Allen M. Jacobs, DPM, St. Louis, MO
04/02/2026 Joan Oloff, DPM
When Did Buying Arch Supports Become a Medical Visit? (James Whelan, DPM)
I would like to thank Dr. Whelan for taking the time to shine a light on what has become a significant problem for many patients in my area. There is a Good Feet Store close to where I practice. As a result, I frequently see patients who share their experiences in the store.
As Dr Whelan stated, the salespeople in their stores are trained to confuse the public into thinking they are medical professionals. These salespeople are the sole evaluators and “prescribers” of the treatment plan. Patients are “prescribed” 3 OTC arch supports (which they are told are individualized for them) and a pair of Brooks sneakers. The total cost of this “treatment” is $2,000. I had one lady come in to see me and started crying in the treatment chair. These patients are embarrassed when they realize they were scammed.
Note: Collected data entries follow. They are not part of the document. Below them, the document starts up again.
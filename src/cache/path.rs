//! Cache path derivation.
//!
//! Maps (URL, method, body) onto a deterministic filesystem location under
//! the cache root. GET and POST live in segregated namespaces so their keys
//! can never collide; variable-length components (query strings, POST bodies)
//! are digested with MD5 instead of being embedded literally. MD5 is a dedup
//! hash here, not a security boundary.
//!
//! Layout, relative to the cache root:
//! ```text
//! {domain}/get/index.html                        GET /
//! {domain}/get/a/b.png                           GET /a/b.png
//! {domain}/get/a/b/index.html                    GET /a/b (no extension)
//! {domain}/get/params/{md5}.json                 GET /?q=...
//! {domain}/get/a/params/{md5}.json               GET /a/b.png?q=... or /a?q=...
//! {domain}/post/root/{md5}.json                  POST /
//! {domain}/post/api/{md5}.json                   POST /api
//! ```

use std::path::{Path, PathBuf};

use axum::http::Method;
use md5::{Digest, Md5};
use percent_encoding::percent_decode_str;
use url::Url;

use crate::cache::CacheError;

pub const INDEX_FILE: &str = "index.html";
pub const META_SUFFIX: &str = ".meta";

const GET_DIR: &str = "get";
const POST_DIR: &str = "post";
const PARAMS_DIR: &str = "params";
const ROOT_DIR: &str = "root";
const JSON_EXT: &str = ".json";

/// A derived cache location, distinguishing the two on-disk shapes.
#[derive(Debug, Clone, PartialEq, Eq)]
pub enum CachePath {
    /// Raw body bytes plus a `.meta` sidecar holding status and headers.
    /// Used for GET without a query string, so binary assets round-trip
    /// byte-identically.
    Raw { file: PathBuf },

    /// A single JSON document embedding status, headers and text-decoded
    /// content. Used for GET with a query string and for POST.
    Document { file: PathBuf },
}

impl CachePath {
    pub fn file(&self) -> &Path {
        match self {
            CachePath::Raw { file } | CachePath::Document { file } => file,
        }
    }
}

/// Sidecar path for a raw entry: the full filename with `.meta` appended
/// (`b.png` → `b.png.meta`).
pub fn meta_path(file: &Path) -> PathBuf {
    let name = file
        .file_name()
        .map(|n| n.to_string_lossy().into_owned())
        .unwrap_or_default();
    file.with_file_name(format!("{name}{META_SUFFIX}"))
}

/// URL decomposed into the parts that participate in cache addressing.
#[derive(Debug, Clone)]
pub struct UrlParts {
    /// Authority, `host` or `host:port`.
    pub domain: String,
    /// Percent-decoded path segments, empty and `.` segments dropped.
    pub segments: Vec<String>,
    /// Raw query string as captured after `?`, `None` when absent or empty.
    pub query: Option<String>,
}

/// Split a URL into domain, path segments and query.
///
/// A cache key must never address a file outside the cache root: the URL
/// parser already resolves dot segments (including percent-encoded forms),
/// and any `..` segment that still shows up is rejected outright.
pub fn extract_url_parts(url: &str) -> Result<UrlParts, CacheError> {
    let parsed = Url::parse(url).map_err(|_| CacheError::InvalidUrl(url.to_string()))?;
    let host = parsed
        .host_str()
        .ok_or_else(|| CacheError::InvalidUrl(url.to_string()))?;
    let domain = match parsed.port() {
        Some(port) => format!("{host}:{port}"),
        None => host.to_string(),
    };

    let decoded = percent_decode_str(parsed.path()).decode_utf8_lossy();
    let mut segments = Vec::new();
    for segment in decoded.split('/') {
        match segment {
            "" | "." => continue,
            ".." => return Err(CacheError::InvalidUrl(url.to_string())),
            other => segments.push(other.to_string()),
        }
    }

    let query = parsed.query().filter(|q| !q.is_empty()).map(str::to_owned);
    Ok(UrlParts {
        domain,
        segments,
        query,
    })
}

/// MD5 digest as a lowercase hex string.
pub fn md5_hex(data: &[u8]) -> String {
    let mut hasher = Md5::new();
    hasher.update(data);
    hex::encode(hasher.finalize())
}

/// Derive the cache path for a request. Pure: same inputs always yield the
/// same path, across calls and processes.
pub fn derive(
    cache_root: &Path,
    url: &str,
    method: &Method,
    body: Option<&[u8]>,
) -> Result<CachePath, CacheError> {
    let parts = extract_url_parts(url)?;
    if *method == Method::GET {
        Ok(derive_get(cache_root, &parts))
    } else if *method == Method::POST {
        Ok(derive_post(cache_root, &parts, body))
    } else {
        Err(CacheError::UnsupportedMethod(method.clone()))
    }
}

fn derive_get(cache_root: &Path, parts: &UrlParts) -> CachePath {
    let mut base = cache_root.join(&parts.domain);
    base.push(GET_DIR);

    match &parts.query {
        Some(query) => {
            let digest = md5_hex(query.as_bytes());
            let mut file = base;
            for segment in directory_segments(&parts.segments) {
                file.push(segment);
            }
            file.push(PARAMS_DIR);
            file.push(format!("{digest}{JSON_EXT}"));
            CachePath::Document { file }
        }
        None => {
            let mut file = base;
            match parts.segments.last() {
                None => file.push(INDEX_FILE),
                Some(last) => {
                    for segment in &parts.segments {
                        file.push(segment);
                    }
                    // An extensionless final segment is treated as a
                    // directory and stored under a synthetic index file.
                    if !has_extension(last) {
                        file.push(INDEX_FILE);
                    }
                }
            }
            CachePath::Raw { file }
        }
    }
}

fn derive_post(cache_root: &Path, parts: &UrlParts, body: Option<&[u8]>) -> CachePath {
    let digest = md5_hex(body.unwrap_or_default());
    let mut file = cache_root.join(&parts.domain);
    file.push(POST_DIR);
    if parts.segments.is_empty() {
        file.push(ROOT_DIR);
    } else {
        for segment in &parts.segments {
            file.push(segment);
        }
    }
    file.push(format!("{digest}{JSON_EXT}"));
    CachePath::Document { file }
}

/// Directory-equivalent of a path: the parent when the last segment names a
/// file (has an extension), the path itself otherwise.
fn directory_segments(segments: &[String]) -> &[String] {
    match segments.last() {
        Some(last) if has_extension(last) => &segments[..segments.len() - 1],
        _ => segments,
    }
}

fn has_extension(segment: &str) -> bool {
    segment.contains('.')
}

#[cfg(test)]
mod tests {
    use super::*;

    fn root() -> PathBuf {
        PathBuf::from("/cache")
    }

    #[test]
    fn get_with_extension_maps_to_raw_file() {
        let path = derive(&root(), "http://origin/a/b.png", &Method::GET, None).unwrap();
        assert_eq!(
            path,
            CachePath::Raw {
                file: PathBuf::from("/cache/origin/get/a/b.png")
            }
        );
        assert_eq!(
            meta_path(path.file()),
            PathBuf::from("/cache/origin/get/a/b.png.meta")
        );
    }

    #[test]
    fn extensionless_path_becomes_directory_index() {
        let path = derive(&root(), "http://origin/docs/intro", &Method::GET, None).unwrap();
        assert_eq!(
            path.file(),
            Path::new("/cache/origin/get/docs/intro/index.html")
        );
    }

    #[test]
    fn root_path_maps_to_index() {
        let path = derive(&root(), "http://origin/", &Method::GET, None).unwrap();
        assert_eq!(path.file(), Path::new("/cache/origin/get/index.html"));
    }

    #[test]
    fn explicit_port_is_part_of_the_domain() {
        let path = derive(&root(), "http://origin:8080/x.js", &Method::GET, None).unwrap();
        assert_eq!(path.file(), Path::new("/cache/origin:8080/get/x.js"));
    }

    #[test]
    fn query_on_root_goes_under_params() {
        let path = derive(&root(), "http://origin/?q=cats", &Method::GET, None).unwrap();
        assert_eq!(
            path,
            CachePath::Document {
                file: PathBuf::from(
                    "/cache/origin/get/params/c121da5ff502fbccd07dc65a1f8e647f.json"
                )
            }
        );
    }

    #[test]
    fn query_on_file_path_uses_parent_directory() {
        let path = derive(&root(), "http://origin/a/b.png?a=1", &Method::GET, None).unwrap();
        assert_eq!(
            path.file(),
            Path::new("/cache/origin/get/a/params/3872c9ae3f427af0be0ead09d07ae2cf.json")
        );

        // A bare filename's parent is the get/ base itself.
        let bare = derive(&root(), "http://origin/b.png?a=1", &Method::GET, None).unwrap();
        assert_eq!(
            bare.file(),
            Path::new("/cache/origin/get/params/3872c9ae3f427af0be0ead09d07ae2cf.json")
        );
    }

    #[test]
    fn byte_different_queries_get_distinct_paths() {
        let one = derive(&root(), "http://origin/s?a=1", &Method::GET, None).unwrap();
        let two = derive(&root(), "http://origin/s?a=2", &Method::GET, None).unwrap();
        assert_ne!(one.file(), two.file());
    }

    #[test]
    fn derivation_is_stable_across_calls() {
        let url = "http://origin/search?q=cats";
        let first = derive(&root(), url, &Method::GET, None).unwrap();
        let second = derive(&root(), url, &Method::GET, None).unwrap();
        assert_eq!(first, second);
    }

    #[test]
    fn post_body_digest_distinguishes_entries() {
        let one = derive(
            &root(),
            "http://origin/api",
            &Method::POST,
            Some(br#"{"x":1}"#),
        )
        .unwrap();
        let two = derive(
            &root(),
            "http://origin/api",
            &Method::POST,
            Some(br#"{"x":2}"#),
        )
        .unwrap();
        assert_eq!(
            one.file(),
            Path::new("/cache/origin/post/api/ac3ef48caa08fa3ed5e025da69edc645.json")
        );
        assert_ne!(one.file(), two.file());
    }

    #[test]
    fn post_without_path_or_body_uses_root_namespace() {
        let path = derive(&root(), "http://origin/", &Method::POST, None).unwrap();
        assert_eq!(
            path.file(),
            Path::new("/cache/origin/post/root/d41d8cd98f00b204e9800998ecf8427e.json")
        );
    }

    #[test]
    fn non_cacheable_method_is_rejected() {
        let err = derive(&root(), "http://origin/x", &Method::PUT, None).unwrap_err();
        assert!(matches!(err, CacheError::UnsupportedMethod(_)));
    }

    #[test]
    fn malformed_url_is_rejected() {
        assert!(matches!(
            derive(&root(), "not a url", &Method::GET, None),
            Err(CacheError::InvalidUrl(_))
        ));
    }

    #[test]
    fn traversal_segments_cannot_escape_the_cache_root() {
        // The URL parser resolves dot segments, encoded or not, before
        // derivation ever sees them.
        let path = derive(
            &root(),
            "http://origin/a/%2e%2e/%2e%2e/etc/passwd",
            &Method::GET,
            None,
        )
        .unwrap();
        assert!(path.file().starts_with("/cache/origin/get"));

        let plain = derive(&root(), "http://origin/a/../b.txt", &Method::GET, None).unwrap();
        assert_eq!(plain.file(), Path::new("/cache/origin/get/b.txt"));
    }

    #[test]
    fn percent_encoded_segments_are_decoded() {
        let path = derive(&root(), "http://origin/caf%C3%A9/menu.html", &Method::GET, None)
            .unwrap();
        assert_eq!(path.file(), Path::new("/cache/origin/get/café/menu.html"));
    }
}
I have no issue when a shoe store sells OTC inserts to their customers. It is not unreasonable to try OTC treatments before seeing a physician for a more comprehensive evaluation. What concerns me is this has progressed to diagnosing and treating, inappropriately claiming to be experts who can diagnose and prescribe treatments (selling) to their customers. I am not anti- retail. I grew up as the 3rd generation in the retail shoe business. I refer many patients to local shoe stores. Many support podiatrists in their communities.
The Good Feet store chain is cut from a different cloth than a shoe store. Their charges are outrageous. By posing as medical professionals, they will justify these outrageous costs to consumers. They have hired an orthopedic surgeon in my community as their marketing director. They use her image and credentials to pretend to be in the medical community. I had begged her to walk away, but she chose not to. They provide sponsorships for national medical meetings she produces. They compensate her well.
Dr. Whelan awakened my concerns with this company. I hope we can move forward as a profession to address these problems we should no longer ignore. You have my support and sincere gratitude for revisiting this problem. I believe we may be the only group that can effectively address and fix this ongoing problem that continues to harm the consumer.